The Honorable Christine Todd-Whitman March 1, 2001
Administrator
U.S. Environmental Protection Agency
1200 Pennsylvania Avenue, NW
Washington, DC 20460

Dear Administrator Todd-Whitman:

We are dismayed that Alan Hais has been designated as the EPA liaison to the National Academy of Sciences Project BEST-K-00-02-A: Risks from Toxicants and Pathogens in Biosolids Fertilizers. This project was initiated because of the many serious questions that have been raised about the scientific credibility of the current sludge rule. Scientists within and outside the agency, including scientists from the Centers for Disease Control, results from two hearings by the U.S. House Science Committee, the agency's own Inspector General, last year's NRC report, Strengthening Science at the EPA, the Cornell Waste Management Institute, the California Farm Bureau, several articles in USA Today and Time Magazine, as well as hundreds of citizens across the country all agree that there is something seriously wrong with EPA's sludge policy.
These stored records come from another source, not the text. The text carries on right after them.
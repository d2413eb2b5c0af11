//! Configuration module for localfire.
//!
//! Loads configuration from environment variables.

use std::env;
use std::path::PathBuf;
use std::sync::Arc;
use std::time::Duration;

use tracing::warn;

use crate::database::{DEFAULT_COLLECTION_LATENCY_MS, DEFAULT_REALTIME_LATENCY_MS};
use crate::latency::{Latency, TokioLatency};
use crate::sync::DEFAULT_SYNC_LATENCY_MS;

const DEFAULT_STORAGE_DIR: &str = ".localfire";

/// Application configuration
#[derive(Debug, Clone, PartialEq)]
pub struct Config {
    /// Directory holding one file per collection
    pub storage_dir: PathBuf,

    /// Acting identity; reads are empty without one
    pub actor: Option<String>,

    // Simulated latencies
    pub collection_latency: Duration,
    pub realtime_latency: Duration,
    pub sync_latency: Duration,
}

impl Default for Config {
    fn default() -> Self {
        Self {
            storage_dir: PathBuf::from(DEFAULT_STORAGE_DIR),
            actor: None,
            collection_latency: Duration::from_millis(DEFAULT_COLLECTION_LATENCY_MS),
            realtime_latency: Duration::from_millis(DEFAULT_REALTIME_LATENCY_MS),
            sync_latency: Duration::from_millis(DEFAULT_SYNC_LATENCY_MS),
        }
    }
}

impl Config {
    /// Load configuration from environment variables (and `.env`).
    ///
    /// Every variable is optional; malformed values fall back to defaults.
    pub fn from_env() -> Self {
        dotenvy::dotenv().ok();
        Self::from_lookup(|key| env::var(key).ok())
    }

    /// Build from an arbitrary variable lookup.
    pub fn from_lookup(lookup: impl Fn(&str) -> Option<String>) -> Self {
        let defaults = Self::default();

        let storage_dir = lookup("LOCALFIRE_STORAGE_DIR")
            .map(|s| s.trim().to_string())
            .filter(|s| !s.is_empty())
            .map(PathBuf::from)
            .unwrap_or(defaults.storage_dir);

        let actor = lookup("LOCALFIRE_ACTOR")
            .map(|s| s.trim().to_string())
            .filter(|s| !s.is_empty());

        Self {
            storage_dir,
            actor,
            collection_latency: parse_millis(
                &lookup,
                "LOCALFIRE_COLLECTION_LATENCY_MS",
                defaults.collection_latency,
            ),
            realtime_latency: parse_millis(
                &lookup,
                "LOCALFIRE_REALTIME_LATENCY_MS",
                defaults.realtime_latency,
            ),
            sync_latency: parse_millis(&lookup, "LOCALFIRE_SYNC_LATENCY_MS", defaults.sync_latency),
        }
    }

    pub fn collection_latency(&self) -> Arc<dyn Latency> {
        Arc::new(TokioLatency::new(self.collection_latency))
    }

    pub fn realtime_latency(&self) -> Arc<dyn Latency> {
        Arc::new(TokioLatency::new(self.realtime_latency))
    }

    pub fn sync_latency(&self) -> Arc<dyn Latency> {
        Arc::new(TokioLatency::new(self.sync_latency))
    }
}

fn parse_millis(
    lookup: &impl Fn(&str) -> Option<String>,
    key: &str,
    default: Duration,
) -> Duration {
    match lookup(key) {
        None => default,
        Some(raw) => match raw.trim().parse::<u64>() {
            Ok(ms) => Duration::from_millis(ms),
            Err(_) => {
                warn!("Ignoring invalid {}={:?}, using {:?}", key, raw, default);
                default
            }
        },
    }
}

#[cfg(test)]
mod tests {
    use super::*;
    use std::collections::HashMap;

    fn lookup(vars: &[(&str, &str)]) -> impl Fn(&str) -> Option<String> {
        let map: HashMap<String, String> = vars
            .iter()
            .map(|(k, v)| (k.to_string(), v.to_string()))
            .collect();
        move |key: &str| map.get(key).cloned()
    }

    #[test]
    fn test_defaults_when_unset() {
        let config = Config::from_lookup(lookup(&[]));
        assert_eq!(config, Config::default());
        assert_eq!(config.collection_latency, Duration::from_millis(500));
        assert_eq!(config.realtime_latency, Duration::from_millis(100));
    }

    #[test]
    fn test_overrides() {
        let config = Config::from_lookup(lookup(&[
            ("LOCALFIRE_STORAGE_DIR", "/tmp/lf"),
            ("LOCALFIRE_ACTOR", " u1 "),
            ("LOCALFIRE_SYNC_LATENCY_MS", "0"),
        ]));
        assert_eq!(config.storage_dir, PathBuf::from("/tmp/lf"));
        assert_eq!(config.actor.as_deref(), Some("u1"));
        assert_eq!(config.sync_latency, Duration::ZERO);
    }

    #[test]
    fn test_invalid_values_fall_back() {
        let config = Config::from_lookup(lookup(&[
            ("LOCALFIRE_COLLECTION_LATENCY_MS", "soon"),
            ("LOCALFIRE_ACTOR", "   "),
        ]));
        assert_eq!(config.collection_latency, Duration::from_millis(500));
        assert_eq!(config.actor, None);
    }

    #[tokio::test(start_paused = true)]
    async fn test_latency_factories_use_configured_delay() {
        let config = Config::from_lookup(lookup(&[("LOCALFIRE_SYNC_LATENCY_MS", "40")]));
        let start = tokio::time::Instant::now();
        config.sync_latency().wait().await;
        assert!(start.elapsed() >= Duration::from_millis(40));
        assert!(start.elapsed() < Duration::from_millis(100));
    }
}
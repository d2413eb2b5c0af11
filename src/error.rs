//! Error types shared by the storage, database and sync layers.

use thiserror::Error;

use crate::sync::SyncRole;

/// Failures raised by a key-value backend.
#[derive(Debug, Error)]
pub enum StorageError {
    #[error("storage io error: {0}")]
    Io(#[from] std::io::Error),

    #[error("invalid storage key `{0}`")]
    InvalidKey(String),
}

/// Failures surfaced by the collection and realtime stores.
#[derive(Debug, Error)]
pub enum StoreError {
    /// Target document does not exist in the persisted collection.
    #[error("document not found: {0}")]
    NotFound(String),

    /// Owner-scoped operation attempted without an identity.
    #[error("no authenticated user")]
    Unauthenticated,

    #[error("failed to encode collection `{collection}`: {source}")]
    Encode {
        collection: String,
        #[source]
        source: serde_json::Error,
    },

    #[error("failed to write collection `{collection}`: {source}")]
    Storage {
        collection: String,
        #[source]
        source: StorageError,
    },
}

impl StoreError {
    pub fn is_not_found(&self) -> bool {
        matches!(self, Self::NotFound(_))
    }
}

/// Failures surfaced by the synchronization façade.
#[derive(Debug, Clone, Error, PartialEq, Eq)]
pub enum SyncError {
    #[error("{role} sync for `{owner_id}` failed: {reason}")]
    Transport {
        role: SyncRole,
        owner_id: String,
        reason: String,
    },

    #[error("invalid sync target: {0}")]
    InvalidTarget(String),
}

pub type StoreResult<T> = Result<T, StoreError>;
pub type SyncResult<T> = Result<T, SyncError>;
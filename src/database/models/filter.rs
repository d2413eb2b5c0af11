//! Per-field query predicates.
//!
//! A read passes a document only if it satisfies every predicate (logical
//! AND). Operators the engine does not understand let every document through.

use std::cmp::Ordering;

use serde::{Deserialize, Serialize};
use serde_json::Value;

use super::Document;

/// Comparison operator of a predicate.
#[derive(Debug, Clone, Copy, Serialize, Deserialize, PartialEq, Eq)]
pub enum FilterOp {
    #[serde(rename = "==")]
    Eq,
    #[serde(rename = "!=")]
    Ne,
    #[serde(rename = ">")]
    Gt,
    #[serde(rename = "<")]
    Lt,
    #[serde(rename = ">=")]
    Gte,
    #[serde(rename = "<=")]
    Lte,
    #[serde(rename = "array-contains")]
    ArrayContains,
    /// Anything else; matches every document.
    #[serde(other)]
    Unsupported,
}

impl FilterOp {
    pub fn parse(s: &str) -> Self {
        match s.trim() {
            "==" => Self::Eq,
            "!=" => Self::Ne,
            ">" => Self::Gt,
            "<" => Self::Lt,
            ">=" => Self::Gte,
            "<=" => Self::Lte,
            "array-contains" => Self::ArrayContains,
            _ => Self::Unsupported,
        }
    }

    pub fn as_str(&self) -> &'static str {
        match self {
            Self::Eq => "==",
            Self::Ne => "!=",
            Self::Gt => ">",
            Self::Lt => "<",
            Self::Gte => ">=",
            Self::Lte => "<=",
            Self::ArrayContains => "array-contains",
            Self::Unsupported => "unsupported",
        }
    }
}

/// A `(field, operator, value)` predicate.
#[derive(Debug, Clone, Serialize, Deserialize, PartialEq)]
pub struct Filter {
    pub field: String,
    pub operator: FilterOp,
    pub value: Value,
}

impl Filter {
    pub fn new(field: impl Into<String>, operator: FilterOp, value: impl Into<Value>) -> Self {
        Self {
            field: field.into(),
            operator,
            value: value.into(),
        }
    }

    /// Shorthand for an equality predicate.
    pub fn eq(field: impl Into<String>, value: impl Into<Value>) -> Self {
        Self::new(field, FilterOp::Eq, value)
    }

    /// Evaluate this predicate against one document.
    pub fn matches(&self, doc: &Document) -> bool {
        let actual = doc.get(&self.field);

        match self.operator {
            FilterOp::Eq => actual.is_some_and(|v| values_equal(&v, &self.value)),
            FilterOp::Ne => !actual.is_some_and(|v| values_equal(&v, &self.value)),
            FilterOp::Gt => ordering(actual, &self.value) == Some(Ordering::Greater),
            FilterOp::Lt => ordering(actual, &self.value) == Some(Ordering::Less),
            FilterOp::Gte => matches!(
                ordering(actual, &self.value),
                Some(Ordering::Greater | Ordering::Equal)
            ),
            FilterOp::Lte => matches!(
                ordering(actual, &self.value),
                Some(Ordering::Less | Ordering::Equal)
            ),
            FilterOp::ArrayContains => match actual {
                Some(Value::Array(items)) => items.iter().any(|i| values_equal(i, &self.value)),
                _ => false,
            },
            FilterOp::Unsupported => true,
        }
    }
}

/// True when `doc` satisfies every filter.
pub fn matches_all(filters: &[Filter], doc: &Document) -> bool {
    filters.iter().all(|f| f.matches(doc))
}

/// Keep the documents that pass all filters, preserving order.
pub fn apply_filters(docs: Vec<Document>, filters: &[Filter]) -> Vec<Document> {
    if filters.is_empty() {
        return docs;
    }
    docs.into_iter().filter(|d| matches_all(filters, d)).collect()
}

/// JSON equality where `1` and `1.0` are the same number.
fn values_equal(a: &Value, b: &Value) -> bool {
    match (a, b) {
        (Value::Number(x), Value::Number(y)) => x.as_f64() == y.as_f64(),
        _ => a == b,
    }
}

/// Numbers order numerically, strings lexicographically; mixed kinds don't order.
fn ordering(actual: Option<Value>, expected: &Value) -> Option<Ordering> {
    match (actual?, expected) {
        (Value::Number(x), Value::Number(y)) => x.as_f64()?.partial_cmp(&y.as_f64()?),
        (Value::String(x), Value::String(y)) => Some(x.as_str().cmp(y.as_str())),
        (Value::Bool(x), Value::Bool(y)) => Some(x.cmp(y)),
        _ => None,
    }
}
The very last people that should be involved in the new NAS assessment of the adequacy of the current 503 rule, are the very people who have promulgated, promoted, and defended the 503 sludge rule, the very people who have stifled open debate, the very people who have dismissed science-based concerns as myths. Alan Hais is Alan Rubin's supervisor. Dr. Rubin has been investigated and reprimanded by the U.S House Science Committee for intimidating and harassing scientists, state agencies, and private citizens who have expressed their concerns about the adequacy of the current sludge regulations. Time Magazine and the Lexington Institute reported documented evidence that one citizen and an attorney for the California Farm Bureau even received death threats from Rubin. There is documented evidence that he tried to bribe a critic of the current regulations. Yet instead of being reprimanded for his unethical, unprofessional, and possibly illegal behavior, Rubin's 1999 job performance was actually praised by Alan Hais, who described Rubin as the "mainstay of the Agency's regulatory program for biosolids (who) approaches his job with vigor and passion."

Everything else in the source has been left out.